The business model of traditional commercial-mortgage REITs -- which act like leveraged bond funds, making money only if the yields on their investments exceed the cost of their borrowings -- has been rendered obsolete by the credit crisis. Early this year, Gramercy bought a REIT that owns real estate to help diversify its business.

from the Wall Street Journal:

The reason: These companies have depended heavily on the ability to sell securities stuffed with the loans they originated, called collateralized debt obligations, or CDOs, in order to lock in financing for a longer period of time to match their mortgage portfolios with long-term maturities.

Today, with the CDO market all but shuttered, there is a lack of long-term debt financing that they can rely on to fund the acquisitions of assets.

"While I expect further loan impairments, the real focus will be on liquidity and any potential violation of their credit facility and bond covenants,"
NorthStar already has diversified away from the mortgage reit model into operating commercial real estate business before the credit crises. NRF has diversified into Net-lease operations through two joint ventures, Wakefield Capital, LLC, owning medical facilities and another venture, LandCap partners, with Goldman Sachs to buy distressed land rom home builders.

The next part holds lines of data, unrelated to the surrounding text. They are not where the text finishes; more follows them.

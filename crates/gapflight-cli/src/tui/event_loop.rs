use std::time::{Duration, Instant};

use crossterm::event;

use crate::tui::{Pacing, event::TuiEvent};

/// When the screen is redrawn.
#[derive(Debug, Clone, Copy)]
pub enum RenderMode {
    /// After every tick or terminal event.
    AfterChange,
    /// At a fixed frame rate, independent of the game speed.
    Fixed(Duration),
}

impl RenderMode {
    pub fn fixed_rate(fps: f64) -> Self {
        Self::Fixed(Duration::from_secs_f64(1.0 / fps))
    }
}

/// Schedules simulation ticks, redraws and terminal input.
///
/// Ticks are scheduled against absolute deadlines so the achieved rate
/// matches the requested one. A loop that falls more than one tick behind
/// drops the backlog instead of bursting.
#[derive(Debug)]
pub(super) struct EventLoop {
    pacing: Pacing,
    render_mode: RenderMode,
    next_tick: Instant,
    last_render: Instant,
    dirty: bool,
}

impl EventLoop {
    pub(super) fn new(pacing: Pacing, render_mode: RenderMode) -> Self {
        let now = Instant::now();
        Self {
            pacing,
            render_mode,
            next_tick: now,
            last_render: now,
            dirty: true, // first frame
        }
    }

    pub(super) fn pacing(&self) -> &Pacing {
        &self.pacing
    }

    pub(super) fn pacing_mut(&mut self) -> &mut Pacing {
        &mut self.pacing
    }

    /// Blocks until the next tick, redraw or terminal event is due.
    pub(super) fn next(&mut self) -> anyhow::Result<TuiEvent> {
        loop {
            let now = Instant::now();
            if now >= self.next_tick {
                self.pacing.record_tick(now);
                self.next_tick = next_deadline(self.next_tick, self.pacing.tick_interval(), now);
                self.dirty = true;
                return Ok(TuiEvent::Tick);
            }

            if self.render_due(now) {
                self.last_render = now;
                self.dirty = false;
                return Ok(TuiEvent::Render);
            }

            let deadline = match self.render_mode {
                RenderMode::Fixed(interval) => self.next_tick.min(self.last_render + interval),
                RenderMode::AfterChange => self.next_tick,
            };
            if event::poll(deadline.saturating_duration_since(now))? {
                self.dirty = true;
                return Ok(event::read()?.into());
            }
        }
    }

    fn render_due(&self, now: Instant) -> bool {
        match self.render_mode {
            RenderMode::AfterChange => self.dirty,
            RenderMode::Fixed(interval) => now.duration_since(self.last_render) >= interval,
        }
    }
}

/// Deadline of the tick after one due at `due`, observed at `now`.
fn next_deadline(due: Instant, interval: Duration, now: Instant) -> Instant {
    let next = due + interval;
    if next + interval < now {
        now + interval
    } else {
        next
    }
}

#[cfg(test)]
mod tests {
    use super::*;

    #[test]
    fn test_on_time_ticks_keep_their_cadence() {
        let start = Instant::now();
        let interval = Duration::from_millis(20);
        // a tick handled 5ms late does not push the following ones back
        let next = next_deadline(start, interval, start + Duration::from_millis(5));
        assert_eq!(next, start + interval);
    }

    #[test]
    fn test_backlog_is_dropped() {
        let start = Instant::now();
        let interval = Duration::from_millis(20);
        let now = start + Duration::from_millis(200);
        assert_eq!(next_deadline(start, interval, now), now + interval);
    }
}
use crossterm::event::{Event, KeyCode, KeyEventKind};
use gapflight_engine::{CourseParams, Mode, PlayEvent, PlaySession};
use ratatui::{
    Frame,
    layout::{Constraint, Layout},
    text::Text,
    widgets::Block as BlockWidget,
};
use tracing::info;

use crate::{
    command::play::input::{Direction, KeyboardInput},
    tui::{App, Pacing},
    view::{ArenaDisplay, StatusDisplay, style},
};

#[derive(Debug)]
pub struct PlayApp {
    session: PlaySession,
    input: KeyboardInput,
    is_exiting: bool,
}

impl PlayApp {
    pub fn new(mode: Mode, params: CourseParams) -> Self {
        Self {
            session: PlaySession::new(mode, params),
            input: KeyboardInput::new(mode),
            is_exiting: false,
        }
    }

    pub fn high_score(&self) -> u32 {
        self.session.high_score()
    }

    pub fn attempts(&self) -> u32 {
        self.session.attempts()
    }
}

impl App for PlayApp {
    fn should_exit(&self) -> bool {
        self.is_exiting
    }

    fn handle_event(&mut self, _pacing: &mut Pacing, event: Event) {
        let Some(event) = event.as_key_event() else {
            return;
        };
        let direction = match event.code {
            KeyCode::Char('q') | KeyCode::Esc => {
                self.is_exiting = true;
                return;
            }
            KeyCode::Up | KeyCode::Char(' ' | 'w' | 'k') => Direction::Up,
            KeyCode::Down | KeyCode::Char('s' | 'j') => Direction::Down,
            _ => return,
        };
        match event.kind {
            KeyEventKind::Press | KeyEventKind::Repeat => self.input.press(direction),
            KeyEventKind::Release => self.input.release(direction),
        }
    }

    fn draw(&self, frame: &mut Frame, _pacing: &Pacing) {
        let scene = self.session.scene();
        let status = StatusDisplay::new(&scene)
            .attempts(self.session.attempts())
            .block(BlockWidget::bordered().title("STATUS"));
        let help = Text::from("↑/Space (Up) | ↓ (Down) | q/Esc (Quit)")
            .style(style::HELP)
            .centered();

        let [main_area, help_area] =
            Layout::vertical([Constraint::Min(0), Constraint::Length(1)]).areas(frame.area());
        let [arena_area, status_area] =
            Layout::horizontal([Constraint::Min(0), Constraint::Length(26)]).areas(main_area);
        let [status_area, _] =
            Layout::vertical([Constraint::Length(status.height()), Constraint::Min(0)])
                .areas(status_area);

        frame.render_widget(
            ArenaDisplay::new(&scene).block(BlockWidget::bordered().title("GAPFLIGHT")),
            arena_area,
        );
        frame.render_widget(status, status_area);
        frame.render_widget(help, help_area);
    }

    fn update(&mut self) {
        let control = self.input.next_control();
        if let PlayEvent::Crashed { score } = self.session.tick(control) {
            info!(
                score,
                high_score = self.session.high_score(),
                attempt = self.session.attempts(),
                "crashed"
            );
            self.input.clear();
        }
    }
}

#[cfg(test)]
mod tests {
    use crossterm::event::{KeyEvent, KeyModifiers};

    use super::*;

    fn key(code: KeyCode, kind: KeyEventKind) -> Event {
        let mut event = KeyEvent::new(code, KeyModifiers::NONE);
        event.kind = kind;
        Event::Key(event)
    }

    #[test]
    fn test_keys_leave_the_clock_alone() {
        let mut app = PlayApp::new(Mode::Helicopter, CourseParams::default());
        let mut pacing = Pacing::new(50.0);
        app.handle_event(&mut pacing, key(KeyCode::Char('d'), KeyEventKind::Press));
        app.handle_event(&mut pacing, key(KeyCode::Up, KeyEventKind::Press));
        assert_eq!(pacing.tick_interval(), Pacing::new(50.0).tick_interval());
        assert!(!app.should_exit());

        app.handle_event(&mut pacing, key(KeyCode::Esc, KeyEventKind::Press));
        assert!(app.should_exit());
    }

    #[test]
    fn test_update_advances_the_session() {
        let mut app = PlayApp::new(Mode::Helicopter, CourseParams::default());
        app.update();
        app.update();
        assert_eq!(app.session.scene().camera, 16);
    }
}
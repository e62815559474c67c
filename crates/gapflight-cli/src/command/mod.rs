use std::{
    fs::File,
    io::{self, BufReader},
    path::{Path, PathBuf},
    sync::Mutex,
};

use anyhow::Context as _;
use clap::{Parser, Subcommand};
use gapflight_training::TrainingConfig;
use tracing_subscriber::EnvFilter;

use self::{play::PlayArg, train::TrainArg, watch::WatchArg};

mod play;
mod train;
mod watch;

#[derive(Debug, Clone, Parser)]
#[command(author, version, about, long_about = None)]
pub struct CommandArgs {
    /// Write log output to this file (terminal front ends log nowhere otherwise)
    #[arg(long, global = true)]
    log_file: Option<PathBuf>,
    /// What to run
    #[command(subcommand)]
    command: Option<Command>,
}

#[derive(Debug, Clone, Subcommand)]
enum Command {
    /// Fly a single agent with the keyboard
    Play(#[clap(flatten)] PlayArg),
    /// Train agents and watch them in the terminal
    Watch(#[clap(flatten)] WatchArg),
    /// Train agents without a display
    Train(#[clap(flatten)] TrainArg),
}

pub fn run() -> anyhow::Result<()> {
    let args = CommandArgs::parse();
    let command = args
        .command
        .unwrap_or_else(|| Command::Play(PlayArg::default()));
    let draws_terminal = !matches!(command, Command::Train(_));
    init_tracing(args.log_file.as_deref(), draws_terminal)?;

    match command {
        Command::Play(arg) => play::run(&arg)?,
        Command::Watch(arg) => watch::run(&arg)?,
        Command::Train(arg) => train::run(&arg)?,
    }
    Ok(())
}

/// Installs the log subscriber.
///
/// Filtering follows `RUST_LOG`, defaulting to `info`. Logs go to
/// `log_file` if given, else to stderr unless a terminal front end owns
/// the screen.
fn init_tracing(log_file: Option<&Path>, draws_terminal: bool) -> anyhow::Result<()> {
    let filter = EnvFilter::try_from_default_env().unwrap_or_else(|_| EnvFilter::new("info"));
    let builder = tracing_subscriber::fmt().with_env_filter(filter);
    let result = match log_file {
        Some(path) => {
            let file = File::create(path)
                .with_context(|| format!("failed to create log file: {}", path.display()))?;
            builder
                .with_ansi(false)
                .with_writer(Mutex::new(file))
                .try_init()
        }
        None if draws_terminal => builder.with_writer(io::sink).try_init(),
        None => builder.with_writer(io::stderr).try_init(),
    };
    result.map_err(|e| anyhow::anyhow!(e))
}

/// Run parameters shared by every command.
///
/// Values are layered: built-in defaults, then the `--config` file, then
/// the flags given here.
#[derive(Default, Debug, Clone, clap::Args)]
pub(crate) struct ConfigArg {
    /// JSON file with run parameters
    #[arg(long)]
    config: Option<PathBuf>,
    /// Physics mode (gravity, helicopter or thrust)
    #[arg(long)]
    mode: Option<String>,
    /// Agents per generation
    #[arg(long)]
    population_size: Option<usize>,
    /// Save survivors every N generations
    #[arg(long)]
    checkpoint_freq: Option<u32>,
    /// Seed of the obstacle course and of breeding
    #[arg(long)]
    seed: Option<u64>,
    /// Camera speed in pixels per tick
    #[arg(long)]
    camera_speed: Option<u32>,
    /// Height of each gap in rows
    #[arg(long)]
    gap_rows: Option<usize>,
    /// Directory checkpoints are written to
    #[arg(long)]
    checkpoint_dir: Option<PathBuf>,
    /// Agents kept unconditionally by selection
    #[arg(long)]
    elite_count: Option<usize>,
    /// Agents per selection tournament
    #[arg(long)]
    tournament_size: Option<usize>,
    /// Per-gene mutation probability
    #[arg(long)]
    mutation_rate: Option<f32>,
    /// Standard deviation of the mutation noise
    #[arg(long)]
    mutation_sigma: Option<f32>,
}

impl ConfigArg {
    /// Builds and validates the run configuration.
    pub(crate) fn load(&self) -> anyhow::Result<TrainingConfig> {
        let mut config = match &self.config {
            Some(path) => read_config_file(path)?,
            None => TrainingConfig::default(),
        };
        self.apply(&mut config)?;
        config.validate().context("invalid configuration")?;
        Ok(config)
    }

    fn apply(&self, config: &mut TrainingConfig) -> anyhow::Result<()> {
        if let Some(mode) = &self.mode {
            config.mode = TrainingConfig::parse_mode(mode)?;
        }
        override_with(&mut config.population_size, self.population_size);
        override_with(&mut config.checkpoint_freq, self.checkpoint_freq);
        override_with(&mut config.seed, self.seed);
        override_with(&mut config.camera_speed, self.camera_speed);
        override_with(&mut config.gap_rows, self.gap_rows);
        override_with(&mut config.checkpoint_dir, self.checkpoint_dir.clone());
        let evolution = &mut config.evolution;
        override_with(&mut evolution.elite_count, self.elite_count);
        override_with(&mut evolution.tournament_size, self.tournament_size);
        override_with(&mut evolution.mutation_rate, self.mutation_rate);
        override_with(&mut evolution.mutation_sigma, self.mutation_sigma);
        Ok(())
    }
}

fn override_with<T>(field: &mut T, value: Option<T>) {
    if let Some(value) = value {
        *field = value;
    }
}

fn read_config_file(path: &Path) -> anyhow::Result<TrainingConfig> {
    let file = File::open(path).with_context(|| format!("failed to open {}", path.display()))?;
    let reader = BufReader::new(file);
    let config = serde_json::from_reader(reader)
        .with_context(|| format!("failed to parse config file: {}", path.display()))?;
    Ok(config)
}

They have just reported their earnings and I have to say the report looked really good. Here are some highlights:
  • continue to buy back their own CDOs at 50% discount; mark-to-market works on both sides of the balance sheet.
  • The have no non performing loans (NPL).
  • Book value increased to $15 per share from $12 in Q2 2008
  • Management owns better than 10% of the company
    and is managing for the long term.
  • very good liquidity and cash position.
  • reaffirmed their dividends.
Despite an excellent report this quarter, management did indicate some
potential problems:
  • There are very uncertain loans on their watch list which very easily can become NPL; of especial significance is the WaMu tenant lease which brings over $5 million in revenue per year. JPM after taking over WaMu from the FDC has 90 days from acquisition to decide what to do with the leases.
  • NRF is accumulating cash and not doing much loan origination, which will impact future earning
  • also management said their earnings will be less if LIBOR continues to decrease which is what they expect, again hindering their net income and dividend.
I think at this point I will keep my investment in this business as the fundamentals and the reasoning that I bought NRF are still valid. NRF has a favorable chances of surviving this episode of the crises and emerging as a commercial real estate company. Yes the price have dropped significantly, and chances are it may drop further, from my cost basis but I think I will hold this one.